On top of "this sucks": such "fully automated" response is a violation of GDPR compliance that requires "right to obtain human intervention on the part of the controller".

Stunning that Google cloud can get away with this.


Nurtch DOES look like an awesome idea: jupyter notebooks proved to be a greatest interactive tool as well as for sharing the work. Good job with the site, too, best of luck with it.

If you’re serious about automating operations and wiring with slack/Chataops, check out StackStorm (disclosure I am one of the creators). Open source Apache 2.0,?installable, no mines. It’s much heavier than Nurtch or FireHydrant, as it comes with IfThisThanThat logic and workflows to string individual actions in runbooks, chat ops out-of box, but different strokes for different folks, we all runnops differently, pick your pill. https://GitHub.com/StackStorm/st2


Thanks & good work with StackStorm :) I'm curious to know your take on Rundeck as well?

For others: StackStorm/Rundeck offers IFTTT for operations (amongst other things). Alert X -> Run script/workflow Y. It's an ideal approach to operations as it takes human out of the loop. Less on-call alerts, quick recovery. Sort of like a self healing system. Highly recommend.

Some companies can't/don't want to invest in full automation workflows. Nurtch is useful in this case as it allows partially automating runbooks by interleaving instructions and code. Downside is that human is still involved, engineer still gets paged :( but on the plus side, resolution could take 10 minutes instead of 2 hours & less upfront investment.


Rundeck is a good system, around for quite some time. I met many people who are using it in prod, some migrating to StackStorm when they need IFTTT, or those who prefer not to operate Java, some staying as Rundeck has more UI for one-off commands.


If the comp, stocks, big $ is your primary motivation, look somewhere else.

We go to the startup for a thrill. For doing something you strongly believe. For creating something that didn't exist before. If you think you can do it in a big org, too, you are right, now go and try, get a job at Cisco or AT&T. Innovating there is like driving Kia Rio vs Porsche: it's a car, too. It goes thought the motion. But the thrill is not there.

Many people are happy in big companies. They won't be happy at startups. They're no worse because of this. Different stokes for different folks. There is no objective pro's and con's for startup vs big corp. There are properties, that match personal traits. The key is to know yourself and what are yours.

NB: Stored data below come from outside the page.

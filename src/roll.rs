use std::{fmt::Display, num::NonZeroU32};

use rand::Rng;
use tracing::debug;

use crate::{
    dice::Die,
    error::{Error, Result},
};

/// Chance for a Bad Gambler roll to copy the value of a die already on the table.
pub const MATCH_CHANCE: f64 = 0.30;
/// Chance for a Bad Gambler roll that didn't copy a die to land in the top half.
pub const TOP_HALF_CHANCE: f64 = 0.70;

/// The random draws a roll needs.
///
/// Every [`rand::Rng`] is a `RollSource`, so callers usually pass `thread_rng()`
/// or a seeded `StdRng`. Implement it yourself to script the draws.
pub trait RollSource {
    /// Returns `true` with the given probability.
    fn chance(&mut self, probability: f64) -> bool;
    /// Uniform integer in `low..=high`.
    fn between(&mut self, low: u32, high: u32) -> u32;
    /// Uniform index in `0..len`, `len` is never 0.
    fn index(&mut self, len: usize) -> usize;
}

impl<R: Rng + ?Sized> RollSource for R {
    fn chance(&mut self, probability: f64) -> bool {
        self.gen_bool(probability)
    }

    fn between(&mut self, low: u32, high: u32) -> u32 {
        self.gen_range(low..=high)
    }

    fn index(&mut self, len: usize) -> usize {
        self.gen_range(0..len)
    }
}

/// Which rule produced a rolled value.
#[derive(Debug, Clone, Copy, PartialEq, Eq)]
pub enum RollBranch {
    /// Plain roll over every side of the die.
    Uniform,
    /// Bad Gambler copied the value of a die already rolled.
    ForcedMatch,
    /// Bad Gambler rolled over the upper half of the die.
    TopHalf,
}

/// Die size plus whether rolls are skewed Bad Gambler style.
#[derive(Debug, Clone, Copy, PartialEq, Eq)]
pub struct RollConfig {
    sides: NonZeroU32,
    bad_gambler: bool,
}

impl RollConfig {
    pub fn new(sides: NonZeroU32, bad_gambler: bool) -> Self {
        Self { sides, bad_gambler }
    }

    /// Same as `new()` but checks that the die has at least one side.
    pub fn with_sides(sides: u32, bad_gambler: bool) -> Result<Self> {
        let sides = NonZeroU32::new(sides).ok_or(Error::BelowMinimum {
            what: "number of sides",
            value: 0,
        })?;
        Ok(Self::new(sides, bad_gambler))
    }

    pub fn sides(&self) -> u32 {
        self.sides.get()
    }

    pub fn is_bad_gambler(&self) -> bool {
        self.bad_gambler
    }

    /// Rolls a single die, `existing` being the dice already on the table.
    /// The result is always in `1..=sides`.
    pub fn roll<S: RollSource + ?Sized>(&self, existing: &[Die], source: &mut S) -> u32 {
        self.roll_detailed(existing, source).0
    }

    /// Same as `roll()` but also reports which rule picked the value.
    pub fn roll_detailed<S: RollSource + ?Sized>(
        &self,
        existing: &[Die],
        source: &mut S,
    ) -> (u32, RollBranch) {
        let (value, branch) = if self.bad_gambler {
            self.roll_bad_gambler(existing, source)
        } else {
            (self.roll_uniform(source), RollBranch::Uniform)
        };

        debug!(sides = self.sides(), %branch, value, "rolled die");
        (value, branch)
    }

    fn roll_bad_gambler<S: RollSource + ?Sized>(
        &self,
        existing: &[Die],
        source: &mut S,
    ) -> (u32, RollBranch) {
        // No draw is spent on the match chance when there is nothing to match.
        if !existing.is_empty() && source.chance(MATCH_CHANCE) {
            let picked = existing[source.index(existing.len())];
            return (picked.value(), RollBranch::ForcedMatch);
        }

        if source.chance(TOP_HALF_CHANCE) {
            let sides = self.sides();
            let lower = sides / 2 + 1;
            let value = if lower <= sides {
                source.between(lower, sides)
            } else {
                self.roll_uniform(source)
            };
            return (value, RollBranch::TopHalf);
        }

        (self.roll_uniform(source), RollBranch::Uniform)
    }

    fn roll_uniform<S: RollSource + ?Sized>(&self, source: &mut S) -> u32 {
        source.between(1, self.sides())
    }
}

impl Display for RollBranch {
    fn fmt(&self, f: &mut std::fmt::Formatter<'_>) -> std::fmt::Result {
        let str = match self {
            RollBranch::Uniform => "uniform",
            RollBranch::ForcedMatch => "forced_match",
            RollBranch::TopHalf => "top_half",
        };
        write!(f, "{str}")
    }
}
use winnow::{
    ascii::{digit1, multispace0, Caseless},
    combinator::{alt, delimited, opt},
    error::{
        StrContext::{Expected, Label},
        StrContextValue::{CharLiteral, Description, StringLiteral},
    },
    token::one_of,
    PResult, Parser,
};

use crate::error::{Error, Result};

/// What the player typed at the reroll prompt.
#[derive(Debug, Clone, Copy, PartialEq, Eq)]
pub enum Command {
    /// `done`
    Done,
    /// `all`
    All,
    /// A single letter, always uppercase.
    Reroll(char),
}

impl Command {
    /// Commands are case insensitive and may be padded with whitespace.
    /// Returns `None` for anything that isn't `done`, `all` or a single letter.
    pub fn parse(input: &str) -> Option<Command> {
        command.parse(input).ok()
    }
}

/// Parses a count such as the number of dice or sides, which must be at least 1.
pub fn parse_count(input: &str, what: &'static str) -> Result<u32> {
    let value = signed_number
        .parse(input)
        .map_err(|_| Error::NotANumber(input.trim().to_string()))?;

    if value < 1 {
        return Err(Error::BelowMinimum { what, value });
    }
    u32::try_from(value).map_err(|_| Error::TooLarge { what, value })
}

/// `y` or `yes` in any case turns on Bad Gambler mode, anything else leaves it off.
pub fn parse_bad_gambler(input: &str) -> bool {
    yes.parse(input).is_ok()
}

fn command(input: &mut &str) -> PResult<Command> {
    delimited(
        multispace0,
        alt((
            Caseless("done")
                .value(Command::Done)
                .context(Expected(StringLiteral("done"))),
            Caseless("all")
                .value(Command::All)
                .context(Expected(StringLiteral("all"))),
            one_of(|c: char| c.is_ascii_alphabetic())
                .map(|c: char| Command::Reroll(c.to_ascii_uppercase()))
                .context(Label("dice label"))
                .context(Expected(Description("a single letter"))),
        )),
        multispace0,
    )
    .parse_next(input)
}

/// Leading zeros are allowed, `007` is 7.
fn signed_number(input: &mut &str) -> PResult<i64> {
    delimited(
        multispace0,
        (opt(one_of(['+', '-'])), digit1)
            .take()
            .try_map(str::parse::<i64>),
        multispace0,
    )
    .context(Label("count"))
    .parse_next(input)
}

fn yes<'s>(input: &mut &'s str) -> PResult<&'s str> {
    delimited(
        multispace0,
        alt((Caseless("yes"), Caseless("y"))).context(Expected(CharLiteral('y'))),
        multispace0,
    )
    .parse_next(input)
}

#[cfg(test)]
mod tests {
    use winnow::Parser;

    use super::*;

    #[test]
    fn test_command_done() {
        assert_eq!(Command::parse("done"), Some(Command::Done));
        assert_eq!(Command::parse("  DoNe \n"), Some(Command::Done));
    }

    #[test]
    fn test_command_all() {
        assert_eq!(Command::parse("ALL"), Some(Command::All));
        assert_eq!(Command::parse("all\n"), Some(Command::All));
    }

    #[test]
    fn test_command_label_uppercased() {
        assert_eq!(Command::parse("z"), Some(Command::Reroll('Z')));
        assert_eq!(Command::parse(" W "), Some(Command::Reroll('W')));
    }

    #[test]
    fn test_command_single_letter_d_and_a() {
        // prefixes of `done` and `all` are labels too
        assert_eq!(Command::parse("d"), Some(Command::Reroll('D')));
        assert_eq!(Command::parse("a"), Some(Command::Reroll('A')));
    }

    #[test]
    fn test_command_rejects_garbage() {
        assert_eq!(Command::parse(""), None);
        assert_eq!(Command::parse("zz"), None);
        assert_eq!(Command::parse("7"), None);
        assert_eq!(Command::parse("done!"), None);
        assert_eq!(Command::parse("alll"), None);
    }

    #[test]
    fn test_command_parser_directly() {
        let res = command.parse("x").unwrap();
        assert_eq!(res, Command::Reroll('X'))
    }

    #[test]
    fn test_count() {
        assert_eq!(parse_count("4", "dice").unwrap(), 4);
        assert_eq!(parse_count("  12\n", "dice").unwrap(), 12);
        assert_eq!(parse_count("007", "dice").unwrap(), 7);
        assert_eq!(parse_count("+3", "dice").unwrap(), 3);
    }

    #[test]
    fn test_count_leading_zeros() {
        assert_eq!(parse_count("06", "number of sides").ok(), Some(6));
        assert_eq!(parse_count(" 0010 ", "number of dice").ok(), Some(10));
        assert!(matches!(
            parse_count("-007", "number of dice"),
            Err(Error::BelowMinimum { value: -7, .. })
        ));
        assert!(matches!(
            parse_count("00", "number of sides"),
            Err(Error::BelowMinimum { value: 0, .. })
        ));
    }

    #[test]
    fn test_count_sign_without_digits() {
        assert!(matches!(parse_count("+", "dice"), Err(Error::NotANumber(_))));
        assert!(matches!(parse_count("--3", "dice"), Err(Error::NotANumber(_))));
    }

    #[test]
    fn test_count_overflowing_i64() {
        assert!(matches!(
            parse_count("99999999999999999999", "dice"),
            Err(Error::NotANumber(_))
        ));
    }

    #[test]
    fn test_count_not_a_number() {
        assert!(matches!(parse_count("six", "sides"), Err(Error::NotANumber(s)) if s == "six"));
        assert!(matches!(parse_count("", "sides"), Err(Error::NotANumber(_))));
        assert!(matches!(parse_count("4.5", "sides"), Err(Error::NotANumber(_))));
        assert!(matches!(parse_count("4 5", "sides"), Err(Error::NotANumber(_))));
    }

    #[test]
    fn test_count_below_minimum() {
        assert!(matches!(
            parse_count("0", "sides"),
            Err(Error::BelowMinimum { what: "sides", value: 0 })
        ));
        assert!(matches!(
            parse_count("-2", "dice"),
            Err(Error::BelowMinimum { what: "dice", value: -2 })
        ));
    }

    #[test]
    fn test_count_too_large() {
        assert!(matches!(
            parse_count("5000000000", "sides"),
            Err(Error::TooLarge { value: 5_000_000_000, .. })
        ));
    }

    #[test]
    fn test_bad_gambler_answer() {
        assert!(parse_bad_gambler("y"));
        assert!(parse_bad_gambler(" Y\n"));
        assert!(parse_bad_gambler("yes"));
        assert!(!parse_bad_gambler("n"));
        assert!(!parse_bad_gambler(""));
        assert!(!parse_bad_gambler("yep"));
    }
}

Trouble is, we don't always know what we want, worse yet it changes over time with experience. And once we finally learn it, it's time to retire. Life is fun.

Now, you don't want to be taken advantage, right, so all written here about transparency, cap table, etc are the right things. Do check. Don't take below-market salary for the mirages of future. If you don't do these basics - you failed intelligence test and shouldn't be hired.


There aren't nearly as many people out there who want the thrill of working for a startup more than they want higher comp AND can afford to miss out on big-co comp as there are startups wanting to hire them.

If startups want to be able to fill job openings (the question posed in this Ask HN), they have to be able to offer something besides thrill.


Second paragraph is great. I haven't worked at a startup, but my experience in a big company is that you can definitely innovate, change things, and make things better.

But I wouldn't call it thrilling, I'd be interested to see how many startup employees found it thrilling.


To be fair with other solid "on-top-of-K8S" frameworks: - Fission by Platform 5 https://platform9.com/fission - Kubeless http://kubeless.io/ - Nuclio by https://github.com/nuclio/nuclio

Not to mention few newer ones (there are over 30 serverless frameworks for any taste and size).


Similar but if you try the two side-by-side, you likely like Zappa much more... unless you work for AWS :)


It's what OpenStack has been - "opensource cloud platform". But yes, I agree, overstatement for OpenWhisk.